- Listed records
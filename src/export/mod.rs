//! Mechanical encoders for finished runs.
//!
//! Tables come from scrape and auto-find runs; raw content comes from curl
//! runs. Both can be written as CSV, JSON, plain text or a spreadsheet.

pub mod csv;
pub mod text;
pub mod xlsx;

use std::fmt::{Display, Formatter};
use std::str::FromStr;

use serde::{Deserialize, Serialize};
use serde_json::{Map, Value};
use thiserror::Error;
use url::Url;
use utoipa::ToSchema;

use crate::extractor::ResultTable;
use crate::runner::RunMode;

#[derive(Error, Debug)]
pub enum ExportError {
    #[error("spreadsheet error: {0}")]
    Xlsx(#[from] rust_xlsxwriter::XlsxError),

    #[error("csv error: {0}")]
    Csv(#[from] ::csv::Error),

    #[error("json error: {0}")]
    Json(#[from] serde_json::Error),

    #[error("io error: {0}")]
    Io(#[from] std::io::Error),

    #[error("table too large for spreadsheet ({0})")]
    TooLarge(String),
}

#[derive(Debug, Clone, Copy, PartialEq, Eq, Default, Serialize, Deserialize, ToSchema)]
#[serde(rename_all = "lowercase")]
pub enum ExportFormat {
    #[default]
    Csv,
    Json,
    Txt,
    Xlsx,
}

impl ExportFormat {
    /// Lenient form parsing: anything unrecognised means CSV.
    pub fn from_form(raw: &str) -> Self {
        raw.parse().unwrap_or_default()
    }

    pub fn extension(&self) -> &'static str {
        match self {
            Self::Csv => "csv",
            Self::Json => "json",
            Self::Txt => "txt",
            Self::Xlsx => "xlsx",
        }
    }

    pub fn content_type(&self) -> &'static str {
        match self {
            Self::Csv => "text/csv",
            Self::Json => "application/json",
            Self::Txt => "text/plain",
            Self::Xlsx => "application/vnd.openxmlformats-officedocument.spreadsheetml.sheet",
        }
    }
}

impl FromStr for ExportFormat {
    type Err = String;

    fn from_str(s: &str) -> Result<Self, Self::Err> {
        match s.trim().to_ascii_lowercase().as_str() {
            "csv" => Ok(Self::Csv),
            "json" => Ok(Self::Json),
            "txt" | "text" => Ok(Self::Txt),
            "xlsx" | "excel" => Ok(Self::Xlsx),
            other => Err(format!("unknown export format '{}'", other)),
        }
    }
}

impl Display for ExportFormat {
    fn fmt(&self, f: &mut Formatter<'_>) -> std::fmt::Result {
        f.write_str(self.extension())
    }
}

/// Encoded file ready to be sent as an attachment.
#[derive(Debug, Clone)]
pub struct Export {
    pub bytes: Vec<u8>,
    pub filename: String,
    pub content_type: &'static str,
}

fn file_stem(mode: RunMode) -> &'static str {
    match mode {
        RunMode::AutoFind => "autofind_emails",
        RunMode::Scrape => "scraped",
        RunMode::Curl => "curl",
    }
}

/// `[{column: value}, ...]`. A repeated label keeps its last value.
fn table_to_records(table: &ResultTable) -> Value {
    let records = table
        .rows()
        .iter()
        .map(|row| {
            let record: Map<String, Value> = table
                .columns()
                .iter()
                .cloned()
                .zip(row.iter().cloned().map(Value::String))
                .collect();
            Value::Object(record)
        })
        .collect();
    Value::Array(records)
}

pub fn export_table(
    table: &ResultTable,
    mode: RunMode,
    format: ExportFormat,
) -> Result<Export, ExportError> {
    let bytes = match format {
        ExportFormat::Csv => csv::table_to_csv(table.columns(), table.rows())?,
        ExportFormat::Json => serde_json::to_vec(&table_to_records(table))?,
        ExportFormat::Txt => text::table_to_text(table.columns(), table.rows()).into_bytes(),
        ExportFormat::Xlsx => xlsx::table_to_xlsx(table.columns(), table.rows())?,
    };

    Ok(Export {
        bytes,
        filename: format!("{}.{}", file_stem(mode), format.extension()),
        content_type: format.content_type(),
    })
}

/// Host plus explicit port, if any.
fn netloc(url: &Url) -> String {
    let host = url.host_str().unwrap_or_default();
    match url.port() {
        Some(port) => format!("{}:{}", host, port),
        None => host.to_string(),
    }
}

pub fn export_raw(content: &str, url: &Url, format: ExportFormat) -> Result<Export, ExportError> {
    let (bytes, filename) = match format {
        ExportFormat::Txt => (
            content.as_bytes().to_vec(),
            format!("curl_{}.txt", netloc(url)),
        ),
        ExportFormat::Json => {
            let bytes = match serde_json::from_str::<Value>(content) {
                Ok(parsed) => serde_json::to_vec_pretty(&parsed)?,
                Err(_) => serde_json::to_vec(&serde_json::json!({ "content": content }))?,
            };
            (bytes, "curl.json".to_string())
        }
        ExportFormat::Xlsx => (xlsx::raw_to_xlsx(content)?, "curl.xlsx".to_string()),
        ExportFormat::Csv => (csv::raw_to_csv(content)?, "curl.csv".to_string()),
    };

    Ok(Export {
        bytes,
        filename,
        content_type: format.content_type(),
    })
}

- Prompt
Since only a number is wanted, report how many lines of the listing include the word "rows".

- Output for this task
4